In the recent years, there have been two main approaches to examining underwater work.
In the first technique, technicians descend into the water to interact with the base station
and directly control the machinery. With the second way, the technician can literally be
found on the water's surface to operate the machinery. These methods are not practical,
though, as they put a man's life in more jeopardy. Also, the control systems that are accessible to investigators are not clever enough. There are many different forms of diving equipment, such as breathing apparatus and robots for the underwater task, to help allay the
aforementioned worries. With the help of this diving gear, it is now possible to complete
tasks underwater more quickly and safely. Yet, there are some restrictions placed on
humans by the ocean's environmental factors.
The unmanned underwater vehicle (UUV) technique has been developed as a result to
address the benefits and drawbacks of carrying out modern tasks. It also makes life easier
for people because it has a variety of on-board sensors for tracking maritime ambient condition. Both remotely operated vehicles (ROVs) and autonomous underwater vehicles
(AUVs), also known as UUVs or unmanned free-swimming submersibles (UFSS), fall into
these two categories. When someone managing and controlling the vehicle works in a
shipyard, the earlier is more helpful. Because of its autonomous conduct, independence,
and capacity for swift judgment, the latter is more practical than the former. It is significant
to note that a UFSS does not respond to the control system as well as is necessary.
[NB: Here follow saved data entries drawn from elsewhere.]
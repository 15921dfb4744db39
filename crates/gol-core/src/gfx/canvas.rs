//! [`Gfx`] implementation on top of any embedded-graphics `DrawTarget`.

use embedded_graphics::Drawable as EgDrawable;
use embedded_graphics::image::{Image, ImageRaw};
use embedded_graphics::mono_font::{MonoFont, MonoTextStyle};
use embedded_graphics::pixelcolor::Rgb565;
use embedded_graphics::prelude::*;
use embedded_graphics::primitives::{
    Circle, Line, PointsIter, PrimitiveStyle, Rectangle, RoundedRectangle,
};
use embedded_graphics::text::{Alignment, Baseline, Text, TextStyleBuilder};

use super::{Gfx, HorizontalAlign, LineStyle, RenderStatus, TextAlignment, VerticalAlign};
use crate::ui::styling::StyleScheme;

/// Renders widget primitives into a `DrawTarget<Color = Rgb565>`.
///
/// Drawing into a target is synchronous, so the canvas is always idle unless
/// a caller forces another status with [`Canvas::set_render_status`], which
/// is how double-buffered or DMA-driven displays signal a pending flush.
pub struct Canvas<D> {
    target: D,
    color: Rgb565,
    line_style: LineStyle,
    font: &'static MonoFont<'static>,
    status: RenderStatus,
}

impl<D> Canvas<D>
where
    D: DrawTarget<Color = Rgb565>,
{
    pub fn new(target: D) -> Self {
        Self {
            target,
            color: Rgb565::WHITE,
            line_style: LineStyle::Solid,
            font: StyleScheme::default().font,
            status: RenderStatus::Idle,
        }
    }

    pub fn target(&self) -> &D {
        &self.target
    }

    pub fn target_mut(&mut self) -> &mut D {
        &mut self.target
    }

    pub fn into_inner(self) -> D {
        self.target
    }

    /// Override the reported pipeline status.
    ///
    /// `Failed` is reported once and then reverts to `Idle`.
    pub fn set_render_status(&mut self, status: RenderStatus) {
        self.status = status;
    }

    fn stroke(&self) -> PrimitiveStyle<Rgb565> {
        PrimitiveStyle::with_stroke(self.color, 1)
    }

    fn fill(&self) -> PrimitiveStyle<Rgb565> {
        PrimitiveStyle::with_fill(self.color)
    }

    /// Plot a one-pixel line, skipping pixels the line style leaves unlit.
    fn patterned_line(&mut self, start: Point, end: Point, phase: usize) -> Result<usize, D::Error> {
        let line = Line::new(start, end);
        let style = self.line_style;
        let color = self.color;
        let mut count = 0;
        let pixels = line.points().enumerate().filter_map(|(n, p)| {
            count = n + 1;
            style.lit(n + phase).then_some(Pixel(p, color))
        });
        self.target.draw_iter(pixels)?;
        Ok(phase + count)
    }
}

impl<D> Gfx for Canvas<D>
where
    D: DrawTarget<Color = Rgb565>,
{
    type Error = D::Error;

    fn render_status(&mut self) -> RenderStatus {
        let status = self.status;
        if status == RenderStatus::Failed {
            self.status = RenderStatus::Idle;
        }
        status
    }

    fn set_color(&mut self, color: Rgb565) {
        self.color = color;
    }

    fn set_line_style(&mut self, style: LineStyle) {
        self.line_style = style;
    }

    fn set_font(&mut self, font: &'static MonoFont<'static>) {
        self.font = font;
    }

    fn rectangle(&mut self, area: Rectangle) -> Result<(), Self::Error> {
        if self.line_style == LineStyle::Solid {
            return area.into_styled(self.stroke()).draw(&mut self.target);
        }

        let Some(bottom_right) = area.bottom_right() else {
            return Ok(());
        };
        let top_left = area.top_left;
        let top_right = Point::new(bottom_right.x, top_left.y);
        let bottom_left = Point::new(top_left.x, bottom_right.y);

        // Walk the outline clockwise so the pattern runs continuously around corners
        let mut phase = self.patterned_line(top_left, top_right, 0)?;
        phase = self.patterned_line(top_right, bottom_right, phase)?;
        phase = self.patterned_line(bottom_right, bottom_left, phase)?;
        self.patterned_line(bottom_left, top_left, phase)?;
        Ok(())
    }

    fn fill_rectangle(&mut self, area: Rectangle) -> Result<(), Self::Error> {
        self.target.fill_solid(&area, self.color)
    }

    fn rounded_rectangle(&mut self, area: Rectangle, radius: u32) -> Result<(), Self::Error> {
        if radius == 0 {
            return self.rectangle(area);
        }
        // Patterned strokes are not supported on rounded corners
        RoundedRectangle::with_equal_corners(area, Size::new(radius, radius))
            .into_styled(self.stroke())
            .draw(&mut self.target)
    }

    fn fill_rounded_rectangle(
        &mut self,
        area: Rectangle,
        radius: u32,
    ) -> Result<(), Self::Error> {
        if radius == 0 {
            return self.fill_rectangle(area);
        }
        RoundedRectangle::with_equal_corners(area, Size::new(radius, radius))
            .into_styled(self.fill())
            .draw(&mut self.target)
    }

    fn circle(&mut self, center: Point, radius: u32) -> Result<(), Self::Error> {
        Circle::with_center(center, radius * 2 + 1)
            .into_styled(self.stroke())
            .draw(&mut self.target)
    }

    fn fill_circle(&mut self, center: Point, radius: u32) -> Result<(), Self::Error> {
        Circle::with_center(center, radius * 2 + 1)
            .into_styled(self.fill())
            .draw(&mut self.target)
    }

    fn line(&mut self, start: Point, end: Point) -> Result<(), Self::Error> {
        self.patterned_line(start, end, 0)?;
        Ok(())
    }

    fn image(
        &mut self,
        top_left: Point,
        image: &ImageRaw<'static, Rgb565>,
    ) -> Result<(), Self::Error> {
        Image::new(image, top_left).draw(&mut self.target)
    }

    fn text_box(
        &mut self,
        area: Rectangle,
        text: &str,
        alignment: TextAlignment,
    ) -> Result<(), Self::Error> {
        let Some(bottom_right) = area.bottom_right() else {
            return Ok(());
        };
        let center = area.center();

        let (x, h_align) = match alignment.horizontal {
            HorizontalAlign::Left => (area.top_left.x, Alignment::Left),
            HorizontalAlign::Center => (center.x, Alignment::Center),
            HorizontalAlign::Right => (bottom_right.x, Alignment::Right),
        };
        let (y, baseline) = match alignment.vertical {
            VerticalAlign::Top => (area.top_left.y, Baseline::Top),
            VerticalAlign::Center => (center.y, Baseline::Middle),
            VerticalAlign::Bottom => (bottom_right.y, Baseline::Bottom),
        };

        let character_style = MonoTextStyle::new(self.font, self.color);
        let text_style = TextStyleBuilder::new()
            .alignment(h_align)
            .baseline(baseline)
            .build();

        Text::with_text_style(text, Point::new(x, y), character_style, text_style)
            .draw(&mut self.target.clipped(&area))?;
        Ok(())
    }
}
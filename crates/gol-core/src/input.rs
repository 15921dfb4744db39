//! Input queue between interrupt-driven drivers and the UI loop.
//!
//! Touch and keypad drivers push [`Message`]s from their tasks; the UI loop
//! drains them and hands each one to [`WidgetList::message`].
//!
//! [`WidgetList::message`]: crate::list::WidgetList::message

use embassy_sync::blocking_mutex::raw::CriticalSectionRawMutex;
use embassy_sync::channel::{Channel, Receiver, Sender};

use crate::ui::core::Message;

/// Messages buffered before senders start failing
pub const MESSAGE_CAPACITY: usize = 8;

pub static MESSAGE_CHANNEL: Channel<CriticalSectionRawMutex, Message, MESSAGE_CAPACITY> =
    Channel::new();

pub fn message_sender() -> Sender<'static, CriticalSectionRawMutex, Message, MESSAGE_CAPACITY> {
    MESSAGE_CHANNEL.sender()
}

pub fn message_receiver() -> Receiver<'static, CriticalSectionRawMutex, Message, MESSAGE_CAPACITY>
{
    MESSAGE_CHANNEL.receiver()
}

#[cfg(test)]
mod tests {
    use super::*;

    #[test]
    fn test_channel_is_fifo_and_bounded() {
        let sender = message_sender();
        let receiver = message_receiver();
        while receiver.try_receive().is_ok() {}

        for x in 0..MESSAGE_CAPACITY as i32 {
            sender.try_send(Message::press(x, 0)).unwrap();
        }
        assert!(sender.try_send(Message::press(99, 0)).is_err());

        assert_eq!(receiver.try_receive().unwrap(), Message::press(0, 0));
        while receiver.try_receive().is_ok() {}
    }
}
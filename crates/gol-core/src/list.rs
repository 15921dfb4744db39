//! The widget list: ownership, focus, message routing and batch drawing.
//!
//! Widgets are kept in insertion order, which is also drawing order. A
//! draw pass walks the list and stops at the first widget that reports
//! [`DrawStatus::Incomplete`]; the next call resumes at that same widget,
//! so widget N always finishes before widget N+1 starts.

use log::{debug, info, warn};

use crate::arena::{Arena, Key};
use crate::error::{GolError, GolResult};
use crate::gfx::{DrawStatus, Gfx};
use crate::ui::core::{Action, BoundingBox, Message, RadioAction, WidgetId};
use crate::widgets::{Button, Control, ListBox, RadioButton, TextEntry, Widget};

/// Stable reference to a widget in a [`WidgetList`]
#[derive(Debug, Clone, Copy, PartialEq, Eq, Hash)]
pub struct WidgetHandle(Key);

struct Node {
    widget: Widget,
    next: Option<WidgetHandle>,
}

pub struct WidgetList {
    nodes: Arena<Node>,
    head: Option<WidgetHandle>,
    tail: Option<WidgetHandle>,
    focused: Option<WidgetHandle>,
    /// Widget the current draw pass resumes at
    cursor: Option<WidgetHandle>,
    pass_active: bool,
    /// Head of the radio group new non-leader radio buttons join
    current_group: Option<WidgetHandle>,
    max_widgets: usize,
}

impl Default for WidgetList {
    fn default() -> Self {
        Self::new()
    }
}

macro_rules! typed_access {
    ($get:ident, $get_mut:ident, $variant:ident, $ty:ty, $name:literal) => {
        pub fn $get(&self, handle: WidgetHandle) -> GolResult<&$ty> {
            match self.widget(handle) {
                Some(Widget::$variant(w)) => Ok(w),
                Some(_) => Err(GolError::WrongVariant { expected: $name }),
                None => Err(GolError::UnknownWidget),
            }
        }

        pub fn $get_mut(&mut self, handle: WidgetHandle) -> GolResult<&mut $ty> {
            match self.widget_mut(handle) {
                Some(Widget::$variant(w)) => Ok(w),
                Some(_) => Err(GolError::WrongVariant { expected: $name }),
                None => Err(GolError::UnknownWidget),
            }
        }
    };
}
Similar to this, its underwater reaction (such as disturbance and noise) is not optimum. As a
result, basic controllers have been developed to enhance a UFSS's reaction to hydrodynamic disturbances. Heading and pitch control systems are used to steer an unmanned
free-swimming underwater vehicle. Controlling the UFSS vehicle by regulating the heading
and pitch control systems and meeting the requisite performance parameters is a complex
engineering task.
The management structure of the AUV has a significant impact on its efficacy. Controllers
examine the optimal response from the system. Lead-compensator, proportional-integral-derivative (PID), and linear quadratic regulator are common examples of these controllers.
To meet the special temporal requirements of the desired system, a particular control mechanism is also used. Moreover, a certain situation's dynamic response is also regulated. The
methods for controlling UUVs have already been the subject of a great deal of research. It
is still being improved to make it smarter though.
Although PID is the most used controller, several people have also used LQR to control the
AUV. It demands precise mathematics of AUV for tuning Q and R parameters due to the
sophisticated modeling of LQR. Weights on the state are defined by the Q matrix, and
weights on the control input are defined by the R matrix. Also designed are intelligent controllers like neural networks and fuzzy logic. They have the benefit of not explicitly requiring
mathematical modeling in terms of physics rules.
They also produce a relatively high precision. These controllers must nevertheless manage
intricate systems, which raises questions about computational complexity. Hierarchies are
typically used to address these complexity difficulties. Yet, as input and disturbances alter,
these hierarchies grow even more complex.